Goal of the exercise »
Copy every record exactly.

Extracted information »
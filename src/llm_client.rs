//! The answer judge's model client.
//!
//! The judge talks to Gemini's `generateContent` endpoint in JSON mode. The
//! evaluator only depends on [`CompletionBackend`], so tests and other
//! backends plug in there.

use crate::gemini::GeminiClient;
use async_trait::async_trait;
use derive_more::{Display, Error};
use tracing::{debug, error, info, instrument};

/// Judge model settings.
#[derive(Debug, Clone)]
pub struct LlmConfig {
    api_key: String,
    model: String,
    max_tokens: u32,
}

impl LlmConfig {
    /// Creates a judge configuration.
    #[instrument(skip(api_key), fields(model = %model))]
    pub fn new(api_key: String, model: String, max_tokens: u32) -> Self {
        debug!("Creating judge config");
        Self {
            api_key,
            model,
            max_tokens,
        }
    }

    /// Gemini API key.
    pub fn api_key(&self) -> &str {
        &self.api_key
    }

    /// Model name, e.g. `gemini-2.5-flash`.
    pub fn model(&self) -> &str {
        &self.model
    }

    /// Output token cap for one verdict.
    pub fn max_tokens(&self) -> u32 {
        self.max_tokens
    }

    /// Request body asking for a JSON-only reply.
    pub fn request_body(&self, system_prompt: &str, user_message: &str) -> serde_json::Value {
        serde_json::json!({
            "systemInstruction": { "parts": [{ "text": system_prompt }] },
            "contents": [{ "role": "user", "parts": [{ "text": user_message }] }],
            "generationConfig": {
                "maxOutputTokens": self.max_tokens,
                "responseMimeType": "application/json"
            }
        })
    }
}

/// Anything that turns a system prompt and a user message into text.
///
/// [`LlmClient`] is the production implementation; the evaluator only sees
/// this trait.
#[async_trait]
pub trait CompletionBackend: Send + Sync {
    /// Generates a completion.
    async fn complete(&self, system_prompt: &str, user_message: &str) -> Result<String, LlmError>;
}

/// Judge client over Gemini.
#[derive(Debug, Clone)]
pub struct LlmClient {
    config: LlmConfig,
    gemini: GeminiClient,
}

impl LlmClient {
    /// Creates a client for the public Gemini endpoint.
    #[instrument(skip(config), fields(model = %config.model()))]
    pub fn new(config: LlmConfig) -> Self {
        info!("Creating judge client");
        let gemini = GeminiClient::new(config.api_key.clone());
        Self { config, gemini }
    }

    /// Creates a client that sends requests through `gemini` instead.
    pub fn with_gemini(config: LlmConfig, gemini: GeminiClient) -> Self {
        Self { config, gemini }
    }

    /// The client configuration.
    pub fn config(&self) -> &LlmConfig {
        &self.config
    }

    /// Asks the judge model and returns its raw text reply.
    #[instrument(skip(self, system_prompt, user_message), fields(model = %self.config.model))]
    pub async fn generate(
        &self,
        system_prompt: &str,
        user_message: &str,
    ) -> Result<String, LlmError> {
        let body = self.config.request_body(system_prompt, user_message);
        let response = self.gemini.generate_content(&self.config.model, &body).await?;
        let content = reply_text(&response)?;
        info!(content_length = content.len(), "Judge replied");
        Ok(content)
    }
}

#[async_trait]
impl CompletionBackend for LlmClient {
    async fn complete(&self, system_prompt: &str, user_message: &str) -> Result<String, LlmError> {
        self.generate(system_prompt, user_message).await
    }
}

/// Joins the text parts of the first candidate, skipping thought summaries.
pub fn reply_text(response: &serde_json::Value) -> Result<String, LlmError> {
    let content = GeminiClient::parts(response)
        .iter()
        .filter(|part| !part["thought"].as_bool().unwrap_or(false))
        .filter_map(|part| part["text"].as_str())
        .collect::<String>();
    if content.trim().is_empty() {
        let reason = response["candidates"][0]["finishReason"]
            .as_str()
            .unwrap_or("none");
        error!(finish_reason = reason, "No text in judge reply");
        return Err(LlmError::new(format!(
            "No text in judge reply (finish reason: {})",
            reason
        )));
    }
    Ok(content)
}

/// Judge or Gemini transport error.
#[derive(Debug, Clone, Display, Error)]
#[display("LLM error: {} at {}:{}", message, file, line)]
pub struct LlmError {
    /// Error message.
    pub message: String,
    /// Line number where error occurred.
    pub line: u32,
    /// Source file where error occurred.
    pub file: &'static str,
}

impl LlmError {
    /// Creates a new LLM error.
    #[track_caller]
    #[instrument(skip(message))]
    pub fn new(message: String) -> Self {
        let loc = std::panic::Location::caller();
        error!(error_message = %message, "LLM error created");
        Self {
            message,
            line: loc.line(),
            file: loc.file(),
        }
    }
}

Worked solution »
filename src/llm_client.rs
//! The answer judge's model client.
//!
//! The judge talks to Gemini's `generateContent` endpoint in JSON mode. The
//! evaluator only depends on [`CompletionBackend`], so tests and other
//! backends plug in there.

use crate::gemini::GeminiClient;
use async_trait::async_trait;
use derive_more::{Display, Error};
use tracing::{debug, error, info, instrument};

/// Judge model settings.
#[derive(Debug, Clone)]
pub struct LlmConfig {
    api_key: String,
    model: String,
    max_tokens: u32,
}

impl LlmConfig {
    /// Creates a judge configuration.
    #[instrument(skip(api_key), fields(model = %model))]
    pub fn new(api_key: String, model: String, max_tokens: u32) -> Self {
        debug!("Creating judge config");
        Self {
            api_key,
            model,
            max_tokens,
        }
    }

    /// Gemini API key.
    pub fn api_key(&self) -> &str {
        &self.api_key
    }

    /// Model name, e.g. `gemini-2.5-flash`.
    pub fn model(&self) -> &str {
        &self.model
    }

    /// Output token cap for one verdict.
    pub fn max_tokens(&self) -> u32 {
        self.max_tokens
    }

    /// Request body asking for a JSON-only reply.
    pub fn request_body(&self, system_prompt: &str, user_message: &str) -> serde_json::Value {
        serde_json::json!({
            "systemInstruction": { "parts": [{ "text": system_prompt }] },
            "contents": [{ "role": "user", "parts": [{ "text": user_message }] }],
            "generationConfig": {
                "maxOutputTokens": self.max_tokens,
                "responseMimeType": "application/json"
            }
        })
    }
}

/// Anything that turns a system prompt and a user message into text.
///
/// [`LlmClient`] is the production implementation; the evaluator only sees
/// this trait.
#[async_trait]
pub trait CompletionBackend: Send + Sync {
    /// Generates a completion.
    async fn complete(&self, system_prompt: &str, user_message: &str) -> Result<String, LlmError>;
}

/// Judge client over Gemini.
#[derive(Debug, Clone)]
pub struct LlmClient {
    config: LlmConfig,
    gemini: GeminiClient,
}

impl LlmClient {
    /// Creates a client for the public Gemini endpoint.
    #[instrument(skip(config), fields(model = %config.model()))]
    pub fn new(config: LlmConfig) -> Self {
        info!("Creating judge client");
        let gemini = GeminiClient::new(config.api_key.clone());
        Self { config, gemini }
    }

    /// Creates a client that sends requests through `gemini` instead.
    pub fn with_gemini(config: LlmConfig, gemini: GeminiClient) -> Self {
        Self { config, gemini }
    }

    /// The client configuration.
    pub fn config(&self) -> &LlmConfig {
        &self.config
    }

    /// Asks the judge model and returns its raw text reply.
    #[instrument(skip(self, system_prompt, user_message), fields(model = %self.config.model))]
    pub async fn generate(
        &self,
        system_prompt: &str,
        user_message: &str,
    ) -> Result<String, LlmError> {
        let body = self.config.request_body(system_prompt, user_message);
        let response = self.gemini.generate_content(&self.config.model, &body).await?;
        let content = reply_text(&response)?;
        info!(content_length = content.len(), "Judge replied");
        Ok(content)
    }
}

#[async_trait]
impl CompletionBackend for LlmClient {
    async fn complete(&self, system_prompt: &str, user_message: &str) -> Result<String, LlmError> {
        self.generate(system_prompt, user_message).await
    }
}

/// Joins the text parts of the first candidate, skipping thought summaries.
pub fn reply_text(response: &serde_json::Value) -> Result<String, LlmError> {
    let content = GeminiClient::parts(response)
        .iter()
        .filter(|part| !part["thought"].as_bool().unwrap_or(false))
        .filter_map(|part| part["text"].as_str())
        .collect::<String>();
    if content.trim().is_empty() {
        let reason = response["candidates"][0]["finishReason"]
            .as_str()
            .unwrap_or("none");
        error!(finish_reason = reason, "No text in judge reply");
        return Err(LlmError::new(format!(
            "No text in judge reply (finish reason: {})",
            reason
        )));
    }
    Ok(content)
}

/// Judge or Gemini transport error.
#[derive(Debug, Clone, Display, Error)]
#[display("LLM error: {} at {}:{}", message, file, line)]
pub struct LlmError {
    /// Error message.
    pub message: String,
    /// Line number where error occurred.
    pub line: u32,
    /// Source file where error occurred.
    pub file: &'static str,
}

impl LlmError {
    /// Creates a new LLM error.
    #[track_caller]
    #[instrument(skip(message))]
    pub fn new(message: String) -> Self {
        let loc = std::panic::Location::caller();
        error!(error_message = %message, "LLM error created");
        Self {
            message,
            line: loc.line(),
            file: loc.file(),
        }
    }
}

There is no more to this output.